>>>>
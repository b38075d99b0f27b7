//! Catalog-specific error types.

use thiserror::Error;

/// Errors raised while decoding or building a tool catalog.
///
/// Every variant is fatal at startup: a catalog that fails to build is never
/// exposed to clients.
#[derive(Debug, Clone, PartialEq, Error)]
pub enum SchemaError {
    /// The stored record does not have the expected document shape.
    #[error("Invalid configuration record: {0}")]
    Decode(String),

    /// The module metadata is unusable.
    #[error("Invalid module_info: {0}")]
    InvalidModule(String),

    /// A tool definition violates a structural invariant.
    #[error("Invalid tool '{tool}': {reason}")]
    InvalidTool { tool: String, reason: String },
}

impl SchemaError {
    /// Create a new "invalid tool" error.
    pub fn invalid_tool(tool: impl Into<String>, reason: impl Into<String>) -> Self {
        Self::InvalidTool {
            tool: tool.into(),
            reason: reason.into(),
        }
    }

    /// Create a new "invalid module" error.
    pub fn invalid_module(msg: impl Into<String>) -> Self {
        Self::InvalidModule(msg.into())
    }

    /// The offending tool, when the error concerns one.
    pub fn tool(&self) -> Option<&str> {
        match self {
            Self::InvalidTool { tool, .. } => Some(tool),
            _ => None,
        }
    }
}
<<<<
**The task**
Among the records above, repeat exactly the line with "exposed to clients.", the line with "pub fn invalid_module(msg: impl", and every line in between, and only those.

**Solution**
/// exposed to clients.
#[derive(Debug, Clone, PartialEq, Error)]
pub enum SchemaError {
    /// The stored record does not have the expected document shape.
    #[error("Invalid configuration record: {0}")]
    Decode(String),

    /// The module metadata is unusable.
    #[error("Invalid module_info: {0}")]
    InvalidModule(String),

    /// A tool definition violates a structural invariant.
    #[error("Invalid tool '{tool}': {reason}")]
    InvalidTool { tool: String, reason: String },
}

impl SchemaError {
    /// Create a new "invalid tool" error.
    pub fn invalid_tool(tool: impl Into<String>, reason: impl Into<String>) -> Self {
        Self::InvalidTool {
            tool: tool.into(),
            reason: reason.into(),
        }
    }

    /// Create a new "invalid module" error.
    pub fn invalid_module(msg: impl Into<String>) -> Self {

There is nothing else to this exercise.